Go over the lines below, and when one contains the word "ActionExecutor", copy it.

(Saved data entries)
Start of Block
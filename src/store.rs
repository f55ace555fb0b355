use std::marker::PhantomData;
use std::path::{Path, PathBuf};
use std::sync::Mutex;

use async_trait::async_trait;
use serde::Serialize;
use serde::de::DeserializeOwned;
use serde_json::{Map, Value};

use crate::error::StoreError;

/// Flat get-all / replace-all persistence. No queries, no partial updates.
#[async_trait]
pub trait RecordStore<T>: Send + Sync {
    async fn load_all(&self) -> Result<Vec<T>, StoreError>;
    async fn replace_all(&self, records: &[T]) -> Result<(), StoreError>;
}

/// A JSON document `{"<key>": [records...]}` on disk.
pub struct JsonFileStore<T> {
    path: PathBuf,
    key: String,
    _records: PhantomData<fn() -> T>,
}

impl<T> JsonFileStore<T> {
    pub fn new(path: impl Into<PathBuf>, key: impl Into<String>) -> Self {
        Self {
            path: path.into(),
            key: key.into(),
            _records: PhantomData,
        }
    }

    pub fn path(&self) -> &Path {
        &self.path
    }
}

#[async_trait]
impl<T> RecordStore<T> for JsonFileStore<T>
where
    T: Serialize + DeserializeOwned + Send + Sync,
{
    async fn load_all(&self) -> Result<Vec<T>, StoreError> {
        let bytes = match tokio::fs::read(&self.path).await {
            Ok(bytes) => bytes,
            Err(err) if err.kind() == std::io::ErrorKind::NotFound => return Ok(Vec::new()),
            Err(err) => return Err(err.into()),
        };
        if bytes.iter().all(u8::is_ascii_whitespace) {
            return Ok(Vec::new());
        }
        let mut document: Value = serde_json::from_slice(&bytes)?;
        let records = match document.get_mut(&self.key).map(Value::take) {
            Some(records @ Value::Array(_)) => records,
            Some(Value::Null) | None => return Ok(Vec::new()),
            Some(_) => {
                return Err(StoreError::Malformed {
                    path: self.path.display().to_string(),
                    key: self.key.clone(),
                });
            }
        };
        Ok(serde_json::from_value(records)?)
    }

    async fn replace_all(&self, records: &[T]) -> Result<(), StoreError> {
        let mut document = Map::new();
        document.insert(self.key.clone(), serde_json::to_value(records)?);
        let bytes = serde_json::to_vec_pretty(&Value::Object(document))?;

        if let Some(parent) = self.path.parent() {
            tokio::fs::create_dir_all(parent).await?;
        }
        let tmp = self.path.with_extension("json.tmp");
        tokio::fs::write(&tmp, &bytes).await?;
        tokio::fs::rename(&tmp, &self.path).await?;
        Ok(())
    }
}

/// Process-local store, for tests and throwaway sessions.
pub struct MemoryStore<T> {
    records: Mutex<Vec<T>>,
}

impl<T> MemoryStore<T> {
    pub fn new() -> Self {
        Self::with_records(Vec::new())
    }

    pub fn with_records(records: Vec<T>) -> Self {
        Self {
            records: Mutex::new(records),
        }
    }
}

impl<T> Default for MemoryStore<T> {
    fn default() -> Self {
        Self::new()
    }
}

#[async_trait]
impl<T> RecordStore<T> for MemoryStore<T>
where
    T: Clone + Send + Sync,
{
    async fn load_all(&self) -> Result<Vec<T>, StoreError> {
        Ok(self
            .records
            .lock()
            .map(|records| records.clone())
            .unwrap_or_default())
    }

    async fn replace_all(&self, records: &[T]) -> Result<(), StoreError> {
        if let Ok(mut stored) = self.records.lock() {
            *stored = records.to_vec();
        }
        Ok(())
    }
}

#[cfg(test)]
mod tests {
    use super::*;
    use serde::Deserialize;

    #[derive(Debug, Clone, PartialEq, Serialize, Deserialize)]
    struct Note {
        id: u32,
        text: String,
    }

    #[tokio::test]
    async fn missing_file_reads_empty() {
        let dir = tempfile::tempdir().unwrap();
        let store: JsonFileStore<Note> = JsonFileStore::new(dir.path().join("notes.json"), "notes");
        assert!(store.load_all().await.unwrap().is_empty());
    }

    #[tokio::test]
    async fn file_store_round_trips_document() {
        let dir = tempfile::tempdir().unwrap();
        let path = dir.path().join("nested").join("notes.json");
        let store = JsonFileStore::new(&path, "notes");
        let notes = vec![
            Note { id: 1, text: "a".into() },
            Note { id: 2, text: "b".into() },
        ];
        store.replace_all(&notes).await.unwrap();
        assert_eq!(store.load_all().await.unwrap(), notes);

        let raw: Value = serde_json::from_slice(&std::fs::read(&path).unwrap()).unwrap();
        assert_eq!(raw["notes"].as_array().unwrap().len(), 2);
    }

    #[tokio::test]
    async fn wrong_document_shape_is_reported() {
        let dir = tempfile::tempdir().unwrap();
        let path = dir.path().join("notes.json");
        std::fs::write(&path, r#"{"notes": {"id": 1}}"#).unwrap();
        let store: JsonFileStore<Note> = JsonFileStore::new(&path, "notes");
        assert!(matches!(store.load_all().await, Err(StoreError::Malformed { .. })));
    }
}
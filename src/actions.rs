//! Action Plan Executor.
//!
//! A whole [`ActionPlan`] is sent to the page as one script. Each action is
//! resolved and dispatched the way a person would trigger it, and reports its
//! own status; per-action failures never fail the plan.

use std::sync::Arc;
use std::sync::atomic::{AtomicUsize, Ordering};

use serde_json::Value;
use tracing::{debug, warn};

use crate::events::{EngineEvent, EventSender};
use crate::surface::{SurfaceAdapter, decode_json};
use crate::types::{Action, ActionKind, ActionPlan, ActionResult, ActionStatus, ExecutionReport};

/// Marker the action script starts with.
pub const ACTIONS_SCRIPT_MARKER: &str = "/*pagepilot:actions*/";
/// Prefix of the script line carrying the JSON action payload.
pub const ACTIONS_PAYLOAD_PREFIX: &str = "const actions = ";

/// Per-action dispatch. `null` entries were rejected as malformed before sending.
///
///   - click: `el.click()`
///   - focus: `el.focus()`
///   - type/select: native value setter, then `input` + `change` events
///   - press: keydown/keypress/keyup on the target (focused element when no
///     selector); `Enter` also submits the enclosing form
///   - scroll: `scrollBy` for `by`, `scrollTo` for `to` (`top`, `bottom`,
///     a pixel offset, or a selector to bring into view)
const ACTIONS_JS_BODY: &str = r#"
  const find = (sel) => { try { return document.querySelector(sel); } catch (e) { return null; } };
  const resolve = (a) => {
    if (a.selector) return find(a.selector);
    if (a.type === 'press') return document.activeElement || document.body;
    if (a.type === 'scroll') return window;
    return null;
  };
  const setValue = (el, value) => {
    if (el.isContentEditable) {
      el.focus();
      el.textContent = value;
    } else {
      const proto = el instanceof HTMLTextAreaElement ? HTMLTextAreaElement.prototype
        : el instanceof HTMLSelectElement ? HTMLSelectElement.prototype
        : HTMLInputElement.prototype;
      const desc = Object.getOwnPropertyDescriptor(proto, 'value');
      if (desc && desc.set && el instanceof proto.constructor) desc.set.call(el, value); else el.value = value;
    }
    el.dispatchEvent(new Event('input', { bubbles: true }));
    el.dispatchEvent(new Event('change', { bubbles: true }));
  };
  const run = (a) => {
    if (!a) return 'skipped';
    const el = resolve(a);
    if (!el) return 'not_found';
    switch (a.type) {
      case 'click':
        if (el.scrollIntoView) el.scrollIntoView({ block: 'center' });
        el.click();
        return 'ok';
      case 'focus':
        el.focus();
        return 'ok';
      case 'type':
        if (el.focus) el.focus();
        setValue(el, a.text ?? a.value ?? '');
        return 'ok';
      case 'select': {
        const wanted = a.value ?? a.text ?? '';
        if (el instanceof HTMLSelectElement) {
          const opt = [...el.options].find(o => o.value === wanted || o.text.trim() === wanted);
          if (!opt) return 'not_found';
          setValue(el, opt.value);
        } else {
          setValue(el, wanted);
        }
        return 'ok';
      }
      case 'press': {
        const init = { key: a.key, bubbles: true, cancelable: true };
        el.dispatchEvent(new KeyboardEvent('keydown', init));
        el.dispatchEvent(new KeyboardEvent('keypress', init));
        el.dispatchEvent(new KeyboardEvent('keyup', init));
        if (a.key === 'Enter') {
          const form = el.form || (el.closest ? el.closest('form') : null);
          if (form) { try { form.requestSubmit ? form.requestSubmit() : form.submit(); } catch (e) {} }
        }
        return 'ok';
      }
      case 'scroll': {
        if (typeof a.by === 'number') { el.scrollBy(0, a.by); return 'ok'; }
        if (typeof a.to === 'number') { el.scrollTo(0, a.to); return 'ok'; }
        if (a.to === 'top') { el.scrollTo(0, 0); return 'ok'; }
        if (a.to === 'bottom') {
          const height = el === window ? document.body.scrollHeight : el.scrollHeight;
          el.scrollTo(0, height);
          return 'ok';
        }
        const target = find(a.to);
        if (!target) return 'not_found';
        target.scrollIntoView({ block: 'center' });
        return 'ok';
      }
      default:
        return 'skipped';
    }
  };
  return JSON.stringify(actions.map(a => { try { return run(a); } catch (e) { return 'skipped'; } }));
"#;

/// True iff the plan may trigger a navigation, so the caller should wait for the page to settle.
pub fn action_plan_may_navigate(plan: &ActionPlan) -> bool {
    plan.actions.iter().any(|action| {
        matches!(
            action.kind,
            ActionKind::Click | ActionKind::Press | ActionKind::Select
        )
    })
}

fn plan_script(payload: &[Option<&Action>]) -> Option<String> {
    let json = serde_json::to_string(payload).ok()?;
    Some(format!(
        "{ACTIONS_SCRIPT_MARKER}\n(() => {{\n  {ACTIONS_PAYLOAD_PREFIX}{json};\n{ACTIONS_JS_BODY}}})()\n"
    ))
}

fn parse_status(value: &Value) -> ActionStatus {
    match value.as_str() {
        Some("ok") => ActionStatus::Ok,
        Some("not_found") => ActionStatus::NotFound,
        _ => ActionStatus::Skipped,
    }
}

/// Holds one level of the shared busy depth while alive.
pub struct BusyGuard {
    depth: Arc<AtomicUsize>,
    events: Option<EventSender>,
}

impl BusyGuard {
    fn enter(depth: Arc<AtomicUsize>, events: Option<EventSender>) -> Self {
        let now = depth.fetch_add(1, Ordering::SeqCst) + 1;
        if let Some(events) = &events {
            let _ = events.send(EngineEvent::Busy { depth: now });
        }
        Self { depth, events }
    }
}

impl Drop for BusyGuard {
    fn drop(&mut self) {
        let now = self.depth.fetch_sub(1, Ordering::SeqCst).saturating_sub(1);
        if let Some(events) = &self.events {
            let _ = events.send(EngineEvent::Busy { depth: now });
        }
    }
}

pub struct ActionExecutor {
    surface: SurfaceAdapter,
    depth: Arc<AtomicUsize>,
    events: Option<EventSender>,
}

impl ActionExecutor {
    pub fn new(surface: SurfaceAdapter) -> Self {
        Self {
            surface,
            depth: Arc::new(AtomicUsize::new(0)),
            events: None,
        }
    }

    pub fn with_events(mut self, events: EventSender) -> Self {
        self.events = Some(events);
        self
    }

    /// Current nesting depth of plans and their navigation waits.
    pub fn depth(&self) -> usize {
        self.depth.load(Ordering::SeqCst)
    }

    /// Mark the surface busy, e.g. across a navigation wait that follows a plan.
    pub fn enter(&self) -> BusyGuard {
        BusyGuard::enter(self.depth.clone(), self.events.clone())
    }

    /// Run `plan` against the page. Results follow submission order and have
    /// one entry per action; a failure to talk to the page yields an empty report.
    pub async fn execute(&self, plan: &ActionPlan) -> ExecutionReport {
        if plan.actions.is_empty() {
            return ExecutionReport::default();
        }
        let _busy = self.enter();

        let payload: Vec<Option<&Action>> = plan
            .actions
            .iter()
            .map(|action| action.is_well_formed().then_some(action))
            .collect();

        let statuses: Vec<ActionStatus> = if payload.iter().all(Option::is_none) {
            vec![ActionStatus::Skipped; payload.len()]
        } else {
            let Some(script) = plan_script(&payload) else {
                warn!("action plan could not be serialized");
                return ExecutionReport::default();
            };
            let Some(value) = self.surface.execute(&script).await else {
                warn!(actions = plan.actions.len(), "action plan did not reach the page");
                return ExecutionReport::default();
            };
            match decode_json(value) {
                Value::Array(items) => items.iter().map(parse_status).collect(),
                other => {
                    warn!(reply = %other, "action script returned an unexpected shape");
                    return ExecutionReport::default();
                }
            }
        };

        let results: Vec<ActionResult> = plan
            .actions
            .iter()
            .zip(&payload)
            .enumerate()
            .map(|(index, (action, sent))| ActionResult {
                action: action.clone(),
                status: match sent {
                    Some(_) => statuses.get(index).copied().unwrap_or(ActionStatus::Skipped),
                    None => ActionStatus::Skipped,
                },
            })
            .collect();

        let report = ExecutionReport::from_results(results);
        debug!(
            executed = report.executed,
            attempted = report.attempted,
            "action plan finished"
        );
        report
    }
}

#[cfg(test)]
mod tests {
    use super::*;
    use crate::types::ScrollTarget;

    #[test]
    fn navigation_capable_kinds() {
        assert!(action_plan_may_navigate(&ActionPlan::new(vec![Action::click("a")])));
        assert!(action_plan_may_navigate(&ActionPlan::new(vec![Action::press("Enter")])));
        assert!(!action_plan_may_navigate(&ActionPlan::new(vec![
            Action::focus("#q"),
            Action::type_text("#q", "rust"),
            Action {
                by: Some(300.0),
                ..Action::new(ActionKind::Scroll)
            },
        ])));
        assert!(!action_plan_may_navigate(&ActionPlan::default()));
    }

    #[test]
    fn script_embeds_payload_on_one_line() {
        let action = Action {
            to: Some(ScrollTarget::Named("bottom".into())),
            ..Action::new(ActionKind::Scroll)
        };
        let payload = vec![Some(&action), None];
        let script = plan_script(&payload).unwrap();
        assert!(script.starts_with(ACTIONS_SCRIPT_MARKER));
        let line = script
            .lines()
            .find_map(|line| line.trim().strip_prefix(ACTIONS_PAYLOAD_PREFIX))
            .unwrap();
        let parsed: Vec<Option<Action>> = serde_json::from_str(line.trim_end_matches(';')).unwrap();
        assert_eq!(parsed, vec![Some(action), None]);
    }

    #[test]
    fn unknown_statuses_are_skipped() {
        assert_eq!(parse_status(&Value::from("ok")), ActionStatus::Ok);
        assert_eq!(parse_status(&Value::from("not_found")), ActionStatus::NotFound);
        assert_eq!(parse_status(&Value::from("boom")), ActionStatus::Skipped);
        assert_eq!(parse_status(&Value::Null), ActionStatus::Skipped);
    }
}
End of Block
* _Task response_:
pub struct ActionExecutor {
impl ActionExecutor {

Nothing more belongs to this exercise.